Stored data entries
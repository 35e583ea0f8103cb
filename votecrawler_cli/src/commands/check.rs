//! The `check` subcommand: validate inputs without touching the network.

use std::path::PathBuf;

use anyhow::Result;
use clap::Args;
use serde::Serialize;

use crate::output::{print_entries_table, print_json, print_parties_table, OutputFormat};

/// Arguments for the `check` subcommand.
#[derive(Args)]
pub struct CheckArgs {
    /// Text file with one result-page URL per line
    pub urlfile: PathBuf,

    /// Party catalog YAML (overrides the built-in catalog)
    #[arg(long)]
    pub parties: Option<PathBuf>,
}

#[derive(Serialize)]
struct CheckSummary {
    urls: usize,
    parties: Vec<String>,
}

pub fn run(args: &CheckArgs, format: &OutputFormat) -> Result<()> {
    let entries = super::read_url_file(&args.urlfile)?;
    let catalog = super::load_catalog(args.parties.as_deref())?;

    match format {
        OutputFormat::Text => {
            print_parties_table(catalog.parties());
            print_entries_table(&entries);
            eprintln!(
                ":: {} URLs and {} parties look valid.",
                entries.len(),
                catalog.len()
            );
        }
        OutputFormat::Json => print_json(&CheckSummary {
            urls: entries.len(),
            parties: catalog.ids().map(str::to_string).collect(),
        }),
    }
    Ok(())
}
//! Concurrent fetch-and-extract over a whole URL list.
//!
//! Every URL gets its own task in a `JoinSet`; all tasks start at once
//! unless a concurrency limit is configured, in which case a `Semaphore`
//! bounds the number of requests in flight. Each task reports its input
//! index together with its outcome, so the result is index-aligned with the
//! input no matter in which order the fetches finish.

use std::sync::Arc;

use thiserror::Error;
use tokio::sync::Semaphore;
use tokio::task::JoinSet;
use votecrawler_http::Client;

use crate::extract::{ExtractError, PartyTallies, TableExtractor};

/// Why a single page produced no tallies.
#[derive(Error, Debug)]
pub enum PageError {
    #[error("fetch failed: {0}")]
    Fetch(#[from] votecrawler_http::Error),
    #[error("extraction failed: {0}")]
    Extract(#[from] ExtractError),
    #[error("task failed: {0}")]
    TaskFailed(String),
}

/// Terminal state of one URL's unit of work.
#[derive(Debug)]
pub struct PageOutcome {
    pub url: String,
    pub result: Result<PartyTallies, PageError>,
}

impl PageOutcome {
    /// Tallies of a successful, non-empty extraction.
    pub fn tallies(&self) -> Option<&PartyTallies> {
        self.result.as_ref().ok().filter(|t| !t.is_empty())
    }

    pub fn is_usable(&self) -> bool {
        self.tallies().is_some()
    }
}

/// Fans a URL list out over the shared client and joins on every outcome.
pub struct BatchCoordinator {
    client: Client,
    extractor: Arc<TableExtractor>,
    concurrency: Option<usize>,
}

impl BatchCoordinator {
    pub fn new(client: Client, extractor: TableExtractor) -> Self {
        Self {
            client,
            extractor: Arc::new(extractor),
            concurrency: None,
        }
    }

    /// Caps the number of fetches in flight. A limit of 0 is treated as 1.
    pub fn with_concurrency_limit(mut self, limit: usize) -> Self {
        self.concurrency = Some(limit.max(1));
        self
    }

    pub fn concurrency_limit(&self) -> Option<usize> {
        self.concurrency
    }

    pub fn extractor(&self) -> &TableExtractor {
        &self.extractor
    }

    /// Fetches and extracts every URL; outcome `i` belongs to `urls[i]`.
    pub async fn run<S: AsRef<str>>(&self, urls: &[S]) -> Vec<PageOutcome> {
        self.run_with_progress(urls, |_| {}).await
    }

    /// Like [`run`](Self::run), calling `on_complete` as each unit finishes
    /// (in completion order).
    pub async fn run_with_progress<S, F>(&self, urls: &[S], mut on_complete: F) -> Vec<PageOutcome>
    where
        S: AsRef<str>,
        F: FnMut(&PageOutcome),
    {
        let semaphore = self.concurrency.map(|n| Arc::new(Semaphore::new(n)));
        let mut join_set = JoinSet::new();

        for (index, url) in urls.iter().enumerate() {
            let url = url.as_ref().to_string();
            let client = self.client.clone();
            let extractor = Arc::clone(&self.extractor);
            let semaphore = semaphore.clone();

            join_set.spawn(async move {
                let _permit = match semaphore {
                    Some(sem) => sem.acquire_owned().await.ok(),
                    None => None,
                };
                let result = fetch_and_extract(&client, &extractor, &url).await;
                (index, PageOutcome { url, result })
            });
        }
        tracing::debug!("Spawned {} fetch tasks", urls.len());

        let mut slots: Vec<Option<PageOutcome>> = urls.iter().map(|_| None).collect();
        while let Some(joined) = join_set.join_next().await {
            match joined {
                Ok((index, outcome)) => {
                    if let Err(e) = &outcome.result {
                        tracing::debug!("{}: {}", outcome.url, e);
                    }
                    on_complete(&outcome);
                    slots[index] = Some(outcome);
                }
                Err(e) => tracing::error!("Fetch task did not complete: {}", e),
            }
        }

        fill_slots(slots, urls, on_complete)
    }
}

/// Unwraps index-aligned slots. A slot whose task never reported becomes a
/// `TaskFailed` outcome for that URL and is passed to `on_complete`.
fn fill_slots<S, F>(
    slots: Vec<Option<PageOutcome>>,
    urls: &[S],
    mut on_complete: F,
) -> Vec<PageOutcome>
where
    S: AsRef<str>,
    F: FnMut(&PageOutcome),
{
    slots
        .into_iter()
        .zip(urls)
        .map(|(slot, url)| match slot {
            Some(outcome) => outcome,
            None => {
                let outcome = PageOutcome {
                    url: url.as_ref().to_string(),
                    result: Err(PageError::TaskFailed("task panicked before reporting".into())),
                };
                on_complete(&outcome);
                outcome
            }
        })
        .collect()
}

async fn fetch_and_extract(
    client: &Client,
    extractor: &TableExtractor,
    url: &str,
) -> Result<PartyTallies, PageError> {
    let html = client.fetch_page(url).await?;
    let tallies = extractor.try_extract(&html)?;
    tracing::debug!(
        "{}: {} of {} parties found",
        url,
        tallies.found_count(),
        tallies.len()
    );
    Ok(tallies)
}

#[cfg(test)]
mod tests {
    use super::*;

    #[test]
    fn test_fetch_failure_not_usable() {
        let outcome = PageOutcome {
            url: "http://x.example/a?detailonr=1".into(),
            result: Err(PageError::Fetch(votecrawler_http::Error::HttpStatus {
                status: 503,
                body: String::new(),
            })),
        };
        assert!(!outcome.is_usable());
        assert!(outcome.tallies().is_none());
    }

    #[test]
    fn test_empty_tallies_not_usable() {
        let outcome = PageOutcome {
            url: "http://x.example/a?detailonr=1".into(),
            result: Ok(PartyTallies::default()),
        };
        assert!(!outcome.is_usable());
    }

    #[test]
    fn test_missing_slot_becomes_task_failed() {
        let urls = [
            "http://x.example/a?detailonr=1",
            "http://x.example/b?detailonr=2",
            "http://x.example/c?detailonr=3",
        ];
        let slots = vec![
            Some(PageOutcome {
                url: urls[0].into(),
                result: Ok(PartyTallies::default()),
            }),
            None,
            Some(PageOutcome {
                url: urls[2].into(),
                result: Ok(PartyTallies::default()),
            }),
        ];

        let mut reported = Vec::new();
        let outcomes = fill_slots(slots, &urls, |o| reported.push(o.url.clone()));

        let order: Vec<&str> = outcomes.iter().map(|o| o.url.as_str()).collect();
        assert_eq!(order, urls);
        assert!(matches!(outcomes[1].result, Err(PageError::TaskFailed(_))));
        assert!(outcomes[0].result.is_ok());
        assert_eq!(reported, vec![urls[1].to_string()]);
    }

    #[test]
    fn test_zero_limit_becomes_one() {
        let catalog = Arc::new(crate::PartyCatalog::builtin().unwrap());
        let coordinator = BatchCoordinator::new(Client::new().unwrap(), TableExtractor::new(catalog))
            .with_concurrency_limit(0);
        assert_eq!(coordinator.concurrency_limit(), Some(1));
    }
}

- **TASK BRIEF**:
The answer should consist only of the lines from the one containing "use super::*;" through the last line of the data, given again exactly.

- **WRITTEN RESPONSE**:
    use super::*;

    #[test]
    fn test_fetch_failure_not_usable() {
        let outcome = PageOutcome {
            url: "http://x.example/a?detailonr=1".into(),
            result: Err(PageError::Fetch(votecrawler_http::Error::HttpStatus {
                status: 503,
                body: String::new(),
            })),
        };
        assert!(!outcome.is_usable());
        assert!(outcome.tallies().is_none());
    }

    #[test]
    fn test_empty_tallies_not_usable() {
        let outcome = PageOutcome {
            url: "http://x.example/a?detailonr=1".into(),
            result: Ok(PartyTallies::default()),
        };
        assert!(!outcome.is_usable());
    }

    #[test]
    fn test_missing_slot_becomes_task_failed() {
        let urls = [
            "http://x.example/a?detailonr=1",
            "http://x.example/b?detailonr=2",
            "http://x.example/c?detailonr=3",
        ];
        let slots = vec![
            Some(PageOutcome {
                url: urls[0].into(),
                result: Ok(PartyTallies::default()),
            }),
            None,
            Some(PageOutcome {
                url: urls[2].into(),
                result: Ok(PartyTallies::default()),
            }),
        ];

        let mut reported = Vec::new();
        let outcomes = fill_slots(slots, &urls, |o| reported.push(o.url.clone()));

        let order: Vec<&str> = outcomes.iter().map(|o| o.url.as_str()).collect();
        assert_eq!(order, urls);
        assert!(matches!(outcomes[1].result, Err(PageError::TaskFailed(_))));
        assert!(outcomes[0].result.is_ok());
        assert_eq!(reported, vec![urls[1].to_string()]);
    }

    #[test]
    fn test_zero_limit_becomes_one() {
        let catalog = Arc::new(crate::PartyCatalog::builtin().unwrap());
        let coordinator = BatchCoordinator::new(Client::new().unwrap(), TableExtractor::new(catalog))
            .with_concurrency_limit(0);
        assert_eq!(coordinator.concurrency_limit(), Some(1));
    }
}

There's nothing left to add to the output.